Roughly half of the film was set in the present day, as Bill and Ted return to San Dimas with their historical icons – including a Joan of Arc portrayed by ex Go-Gos singer Jane Wiedlin. Yet LA was far too expensive to film in. So the crew decamped to Arizona, which, with its endless strip-malls, was a convincing stand-in for suburban California. Raging Waters theme park, in Phoenix, in particular, proved an invaluable location and the backdrop to Napoleon’s introduction to recreational splashing about.
“We couldn’t even close the waterpark for when Napoleon hits the waterslides,” said Solomon. “Anything in that scene in closeup was extras we paid for, but anyone in the distance was a paying waterpark customer.”
Yet the true headaches would begin only after shooting was completed. Unbeknown to the Bill and Ted crew, De Laurentiis was sliding towards bankruptcy. The first inclination Herek had that something might by amiss was when, during a meeting with executives, bailiffs trooped in and started removing office furniture.
“We thought we were going straight to video tape,” he remembered. “Then I thought we couldn’t even put it out on video tape. That it would not make one penny.”
Then came a miracle. At test screenings audiences were reported to have laughed themselves to a stand-still. Many of these previews were at malls. Was it possible a Monty Python-inspired movie about time travelling heavy metal fans might have mainstream legs?
This was extraordinary. Executives at De Laurentiis had fretted Bill and Ted’s airhead speak would be indecipherable to the public. But people not only understood it, they loved it. And rather than go straight to video, Bill and Ted would become the subject of a bidding war among distributors, going on to make $44 million in the US alone.
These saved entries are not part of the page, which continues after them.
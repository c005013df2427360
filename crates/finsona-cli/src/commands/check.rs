//! Artifact health check command

use std::path::Path;

use anyhow::{Context, Result};
use finsona_core::schema;

use super::load_analyzer;

/// Load the artifacts and run the self-check.
///
/// Exits nonzero (via the returned error) when the artifact set is
/// unusable, so deployments can verify health with `finsona check`.
pub fn cmd_check(model_dir: Option<&Path>) -> Result<()> {
    println!();
    println!("🔬 Finsona artifact check");
    println!("   ─────────────────────────────────────────");
    match model_dir {
        Some(dir) => println!("   Artifacts: {}", dir.display()),
        None => println!("   Artifacts: bundled"),
    }
    println!("   Schema: v{} ({} columns)", schema::SCHEMA_VERSION, schema::FEATURE_COUNT);

    let analyzer = load_analyzer(model_dir)?;
    // load_analyzer already self-checked; run it again so this command
    // reports the full verdict even if loading gets laxer one day.
    analyzer
        .bundle()
        .self_check()
        .context("Artifact self-check failed")?;

    let forest = analyzer.bundle().forest();
    println!("   Forest: {} trees over {} classes", forest.tree_count(), forest.n_classes());
    println!("   Classes: {}", analyzer.class_labels().join(", "));
    println!();
    println!("   ✅ Healthy");
    println!();
    Ok(())
}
Critics were divided. Variety gushed over Reeves’ “beguilingly blank face and loose-limbed, happy-go-lucky physical vocabulary”. However, The New York Times’ Vincent Canby dismissed Bill and Ted, most bogusly, as “painfully inept”. In the LA Times, Chris Willman shared that opinion, flinching from the “unabashed glorification of dumbness for dumbness”.
Yet over the years the true genius of this “unabashed glorification of dumbness for dumbness” came to be more widely appreciated. In 2010, San Dimas celebrated its 50th anniversary of incorporation as a city with the slogan “San Dimas, 1960-2010 – An Excellent Adventure”. And Rolling Stone would in 2013 rank the film at number eight in its “Best Stoner Movies of All Time” list. The magazine singled out the transcendental dimness of Reeves’s character. “As he and his buddy go traveling through time, the blankness all over his face made people marvel at his subtle acting. Maybe it wasn’t acting? Whoa!”
“I was in Austin the weekend the movie opened and walked into a diner to get change, and the whole place went crazy,” Alex Winter would remember. “It’s been like that for 30 years now. I get it every day, from all ages. Maybe it’s because Bill and Ted are written completely without cynicism.”